Rewiring Protecting Patterns

Behaviors like over-planning, seeking reassurance, withdrawing, or over-functioning are protective strategies your mind developed to handle uncertainty and stress—not personal flaws. In therapy, we gently explore their origins, how they helped, and why they may no longer serve you. Together, we build your ability to tolerate uncertainty and emotional discomfort without control or avoidance. You’ll learn to stay present and trust yourself even when outcomes aren’t certain. The goal isn’t to eliminate anxiety but to relate to it with flexibility, self-compassion, and less fear. When these protectors soften, you gain freedom to live authentically.

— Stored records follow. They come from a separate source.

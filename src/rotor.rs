//! Rotor: a substitution wheel with ring setting and rotational position.
//!
//! A `Rotor` models one wheel on the spindle. The fixed internal wiring
//! rotates relative to the stationary entry contacts, so every substitution
//! shifts the signal into wiring coordinates on entry and back out into
//! contact coordinates on exit. The same type also serves for the entry
//! wheel and the reflector, which sit on the spindle but never rotate.

use crate::alphabet;
use crate::wiring::Wiring;

/// One wheel on the spindle: wiring reference plus rotational state.
pub(crate) struct Rotor {
    /// Forward substitution, wiring coordinates: index -> image.
    forward_map: [u8; 26],
    /// Inverse of `forward_map`, for the return path from the reflector.
    reverse_map: [u8; 26],
    /// Bit `n` set iff the window letter `n` is a turnover position.
    turnover_mask: u32,
    /// Ring setting, already reduced to 0..=25.
    ring_setting: u8,
    /// Current rotational position, 0..=25. Mutated by `advance`.
    position: u8,
    /// False for the entry wheel and reflector: substitution ignores
    /// position and `advance` is never called on them.
    rotating: bool,
}

impl Rotor {
    /// Builds a rotating rotor from a wiring entry.
    ///
    /// # Parameters
    /// - `wiring`: Static wiring table entry for the wheel model.
    /// - `ring_setting`: Ring offset, 0..=25 (already converted from the
    ///   1-based operator setting).
    /// - `position`: Initial window position, 0..=25.
    pub(crate) fn rotating(wiring: &'static Wiring, ring_setting: u8, position: u8) -> Self {
        Self::build(wiring, ring_setting, position, true)
    }

    /// Builds a fixed wheel (entry wheel or reflector): offset pinned to
    /// zero, never advanced by the stepping mechanism.
    pub(crate) fn fixed(wiring: &'static Wiring) -> Self {
        Self::build(wiring, 0, 0, false)
    }

    fn build(wiring: &'static Wiring, ring_setting: u8, position: u8, rotating: bool) -> Self {
        let mut forward_map = [0u8; 26];
        let mut reverse_map = [0u8; 26];
        for (i, &b) in wiring.substitution.iter().enumerate() {
            let image = b - b'A';
            forward_map[i] = image;
            reverse_map[image as usize] = i as u8;
        }

        let mut turnover_mask = 0u32;
        for c in wiring.turnover.chars() {
            turnover_mask |= 1 << (c as u8 - b'A');
        }

        Rotor {
            forward_map,
            reverse_map,
            turnover_mask,
            ring_setting,
            position,
            rotating,
        }
    }

    /// Substitutes an alphabet index along the path toward the reflector.
    ///
    /// The signal enters at a fixed contact, so it is shifted by the ring
    /// setting and the current rotation into wiring coordinates, passed
    /// through the permutation, and shifted back out.
    pub(crate) fn forward(&self, n: u8) -> u8 {
        let offset = self.offset();
        let n = alphabet::sub(n, self.ring_setting);
        let n = alphabet::add(n, offset);
        let n = self.forward_map[n as usize];
        let n = alphabet::sub(n, offset);
        alphabet::add(n, self.ring_setting)
    }

    /// Substitutes an alphabet index along the return path from the
    /// reflector. Exact inverse of [`forward`](Self::forward) for any
    /// fixed rotor state.
    pub(crate) fn reverse(&self, n: u8) -> u8 {
        let offset = self.offset();
        let n = alphabet::sub(n, self.ring_setting);
        let n = alphabet::add(n, offset);
        let n = self.reverse_map[n as usize];
        let n = alphabet::sub(n, offset);
        alphabet::add(n, self.ring_setting)
    }

    /// Letter currently visible in the operator window.
    pub(crate) fn current_display(&self) -> char {
        alphabet::chr(self.position)
    }

    /// True iff the window shows a turnover letter, i.e. the wheel's notch
    /// is engaged and the next keystroke will drive the wheel to its left.
    /// Always false for wheels without a notch.
    pub(crate) fn at_turnover(&self) -> bool {
        self.turnover_mask & (1 << self.position) != 0
    }

    /// Advances the wheel one step. The stepping policy in the machine
    /// decides when to call this; the rotor itself never cascades.
    pub(crate) fn advance(&mut self) {
        self.position = alphabet::add(self.position, 1);
    }

    fn offset(&self) -> u8 {
        if self.rotating {
            self.position
        } else {
            0
        }
    }
}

Exposure Response Prevention

Exposure Response Prevention [ERP] is a structured, evidence-based approach that helps you gently face the fears, feelings, and situations that fuel anxiety. Instead of relying on avoidance or rituals for short-term relief, you practice responding in new ways—learning that discomfort doesn’t mean danger, and that you can feel safe even without certainty. With time and support, this process rewires the brain’s fear response and helps you build lasting confidence and resilience.